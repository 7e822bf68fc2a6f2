// Security event logging

use crate::auth::token::TokenHash;
use sqlx::PgPool;
use std::sync::Arc;
use tracing::{info, warn};

/// Authentication event type
#[derive(Debug, Clone)]
pub enum AuthEvent {
    LoginSuccess,
    LoginFailure { reason: String },
    AuthSuccess,
    AuthFailure { reason: String },
    Logout,
}

impl AuthEvent {
    fn event_type(&self) -> &'static str {
        match self {
            AuthEvent::LoginSuccess => "LOGIN_SUCCESS",
            AuthEvent::LoginFailure { .. } => "LOGIN_FAILURE",
            AuthEvent::AuthSuccess => "AUTH_SUCCESS",
            AuthEvent::AuthFailure { .. } => "AUTH_FAILURE",
            AuthEvent::Logout => "LOGOUT",
        }
    }
}

/// Audit logger for security events
pub struct AuditLogger {
    db_pool: Option<Arc<PgPool>>,
}

impl AuditLogger {
    /// Create a new audit logger
    ///
    /// If `db_pool` is `None`, only structured logging will be used (no
    /// database persistence).
    pub fn new(db_pool: Option<Arc<PgPool>>) -> Self {
        Self { db_pool }
    }

    /// Log an authentication event
    ///
    /// This is fire-and-forget: it spawns an async task and doesn't block the
    /// request. Errors are logged but don't affect the request flow.
    pub fn log_event(
        &self,
        event: AuthEvent,
        token_hash: Option<&TokenHash>,
        ip_address: Option<&str>,
        user_agent: Option<&str>,
    ) {
        let db_pool = self.db_pool.clone();
        let hash_str = token_hash.map(|h| h.as_str().to_string());
        let ip = ip_address.map(|s| s.to_string());
        let ua = user_agent.map(|s| s.to_string());

        tokio::spawn(async move {
            // Structured logging
            match event {
                AuthEvent::LoginSuccess => {
                    info!(
                        token_hash = ?hash_str,
                        ip_address = ?ip,
                        user_agent = ?ua,
                        "Login successful"
                    );
                }
                AuthEvent::LoginFailure { ref reason } => {
                    warn!(
                        ip_address = ?ip,
                        user_agent = ?ua,
                        reason = %reason,
                        "Login failed"
                    );
                }
                AuthEvent::AuthSuccess => {
                    info!(
                        token_hash = ?hash_str,
                        ip_address = ?ip,
                        user_agent = ?ua,
                        "Authentication successful"
                    );
                }
                AuthEvent::AuthFailure { ref reason } => {
                    warn!(
                        token_hash = ?hash_str,
                        ip_address = ?ip,
                        user_agent = ?ua,
                        reason = %reason,
                        "Authentication failed"
                    );
                }
                AuthEvent::Logout => {
                    info!(
                        token_hash = ?hash_str,
                        ip_address = ?ip,
                        "Logout"
                    );
                }
            }

            // Database logging (if pool available)
            if let Some(pool) = db_pool {
                // PostgreSQL INET type: pass None for NULL, the string otherwise
                let ip_opt: Option<&str> = ip.as_deref();

                if let Err(e) = sqlx::query(
                    "INSERT INTO auth_audit_log (token_hash, event_type, ip_address, user_agent, created_at)
                     VALUES ($1, $2, $3::inet, $4, NOW())",
                )
                .bind(&hash_str)
                .bind(event.event_type())
                .bind(ip_opt)
                .bind(&ua)
                .execute(pool.as_ref())
                .await
                {
                    warn!(
                        error = %e,
                        "Failed to write audit log to database"
                    );
                }
            }
        });
    }
}
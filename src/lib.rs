//! Async operation scheduler for SQLite connections.
//!
//! A [`Connection`] owns one engine handle and an operation queue. Statement preparation,
//! binding, stepping, whole-script execution and incremental backups are submitted to the
//! queue as they are called and run against the handle under one of two policies:
//!
//! - [`SchedulingPolicy::Sequential`]: one operation at a time, in submission order.
//! - [`SchedulingPolicy::Concurrent`]: operations on different statements may overlap; each
//!   statement (and each backup session) still sees its own operations in order.
//!
//! ```no_run
//! use sql_scheduler::prelude::*;
//!
//! # async fn demo() -> Result<(), SqlSchedulerError> {
//! let conn = ConnectionOptionsBuilder::new("app.db")
//!     .policy(SchedulingPolicy::Concurrent)
//!     .build()
//!     .await?;
//! conn.exec("CREATE TABLE IF NOT EXISTS foo (txt TEXT)").await?;
//! let insert = conn.prepare("INSERT INTO foo VALUES (?)").await?;
//! insert.run(vec![RowValues::Text("hello".into())]).await?;
//! insert.finalize().await?;
//! conn.close().await?;
//! # Ok(())
//! # }
//! ```

pub mod backup;
pub mod config;
pub mod connection;
pub mod engine;
pub mod error;
pub mod events;
pub mod prelude;
pub mod queue;
pub mod registry;
pub mod results;
pub mod sqlite;
pub mod statement;
pub mod types;

pub use backup::{BackupDirection, BackupRequest, BackupSession, BackupState};
pub use config::{ConnectionOptions, ConnectionOptionsBuilder, OpenMode};
pub use connection::{Connection, ConnectionState};
pub use engine::{Engine, EngineHandle, VerboseEngine};
pub use error::{ErrorCode, SqlSchedulerError};
pub use events::{ChangeKind, Event};
pub use queue::Pending;
pub use registry::ConnectionRegistry;
pub use results::{CustomDbRow, MappedRow, ResultSet, RowMap, RunResult};
pub use sqlite::SqliteEngine;
pub use statement::{Statement, StatementPhase};
pub use types::{Limit, Params, RowValues, SchedulingPolicy};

########################################

Reproduce the listing above exactly.

__Answer__:
repository 7e822bf68fc2a6f2
// Security event logging

use crate::auth::token::TokenHash;
use sqlx::PgPool;
use std::sync::Arc;
use tracing::{info, warn};

/// Authentication event type
#[derive(Debug, Clone)]
pub enum AuthEvent {
    LoginSuccess,
    LoginFailure { reason: String },
    AuthSuccess,
    AuthFailure { reason: String },
    Logout,
}

impl AuthEvent {
    fn event_type(&self) -> &'static str {
        match self {
            AuthEvent::LoginSuccess => "LOGIN_SUCCESS",
            AuthEvent::LoginFailure { .. } => "LOGIN_FAILURE",
            AuthEvent::AuthSuccess => "AUTH_SUCCESS",
            AuthEvent::AuthFailure { .. } => "AUTH_FAILURE",
            AuthEvent::Logout => "LOGOUT",
        }
    }
}

/// Audit logger for security events
pub struct AuditLogger {
    db_pool: Option<Arc<PgPool>>,
}

impl AuditLogger {
    /// Create a new audit logger
    ///
    /// If `db_pool` is `None`, only structured logging will be used (no
    /// database persistence).
    pub fn new(db_pool: Option<Arc<PgPool>>) -> Self {
        Self { db_pool }
    }

    /// Log an authentication event
    ///
    /// This is fire-and-forget: it spawns an async task and doesn't block the
    /// request. Errors are logged but don't affect the request flow.
    pub fn log_event(
        &self,
        event: AuthEvent,
        token_hash: Option<&TokenHash>,
        ip_address: Option<&str>,
        user_agent: Option<&str>,
    ) {
        let db_pool = self.db_pool.clone();
        let hash_str = token_hash.map(|h| h.as_str().to_string());
        let ip = ip_address.map(|s| s.to_string());
        let ua = user_agent.map(|s| s.to_string());

        tokio::spawn(async move {
            // Structured logging
            match event {
                AuthEvent::LoginSuccess => {
                    info!(
                        token_hash = ?hash_str,
                        ip_address = ?ip,
                        user_agent = ?ua,
                        "Login successful"
                    );
                }
                AuthEvent::LoginFailure { ref reason } => {
                    warn!(
                        ip_address = ?ip,
                        user_agent = ?ua,
                        reason = %reason,
                        "Login failed"
                    );
                }
                AuthEvent::AuthSuccess => {
                    info!(
                        token_hash = ?hash_str,
                        ip_address = ?ip,
                        user_agent = ?ua,
                        "Authentication successful"
                    );
                }
                AuthEvent::AuthFailure { ref reason } => {
                    warn!(
                        token_hash = ?hash_str,
                        ip_address = ?ip,
                        user_agent = ?ua,
                        reason = %reason,
                        "Authentication failed"
                    );
                }
                AuthEvent::Logout => {
                    info!(
                        token_hash = ?hash_str,
                        ip_address = ?ip,
                        "Logout"
                    );
                }
            }

            // Database logging (if pool available)
            if let Some(pool) = db_pool {
                // PostgreSQL INET type: pass None for NULL, the string otherwise
                let ip_opt: Option<&str> = ip.as_deref();

                if let Err(e) = sqlx::query(
                    "INSERT INTO auth_audit_log (token_hash, event_type, ip_address, user_agent, created_at)
                     VALUES ($1, $2, $3::inet, $4, NOW())",
                )
                .bind(&hash_str)
                .bind(event.event_type())
                .bind(ip_opt)
                .bind(&ua)
                .execute(pool.as_ref())
                .await
                {
                    warn!(
                        error = %e,
                        "Failed to write audit log to database"
                    );
                }
            }
        });
    }
}
filename src/lib.rs
//! Async operation scheduler for SQLite connections.
//!
//! A [`Connection`] owns one engine handle and an operation queue. Statement preparation,
//! binding, stepping, whole-script execution and incremental backups are submitted to the
//! queue as they are called and run against the handle under one of two policies:
//!
//! - [`SchedulingPolicy::Sequential`]: one operation at a time, in submission order.
//! - [`SchedulingPolicy::Concurrent`]: operations on different statements may overlap; each
//!   statement (and each backup session) still sees its own operations in order.
//!
//! ```no_run
//! use sql_scheduler::prelude::*;
//!
//! # async fn demo() -> Result<(), SqlSchedulerError> {
//! let conn = ConnectionOptionsBuilder::new("app.db")
//!     .policy(SchedulingPolicy::Concurrent)
//!     .build()
//!     .await?;
//! conn.exec("CREATE TABLE IF NOT EXISTS foo (txt TEXT)").await?;
//! let insert = conn.prepare("INSERT INTO foo VALUES (?)").await?;
//! insert.run(vec![RowValues::Text("hello".into())]).await?;
//! insert.finalize().await?;
//! conn.close().await?;
//! # Ok(())
//! # }
//! ```

pub mod backup;
pub mod config;
pub mod connection;
pub mod engine;
pub mod error;
pub mod events;
pub mod prelude;
pub mod queue;
pub mod registry;
pub mod results;
pub mod sqlite;
pub mod statement;
pub mod types;

pub use backup::{BackupDirection, BackupRequest, BackupSession, BackupState};
pub use config::{ConnectionOptions, ConnectionOptionsBuilder, OpenMode};
pub use connection::{Connection, ConnectionState};
pub use engine::{Engine, EngineHandle, VerboseEngine};
pub use error::{ErrorCode, SqlSchedulerError};
pub use events::{ChangeKind, Event};
pub use queue::Pending;
pub use registry::ConnectionRegistry;
pub use results::{CustomDbRow, MappedRow, ResultSet, RowMap, RunResult};
pub use sqlite::SqliteEngine;
pub use statement::{Statement, StatementPhase};
pub use types::{Limit, Params, RowValues, SchedulingPolicy};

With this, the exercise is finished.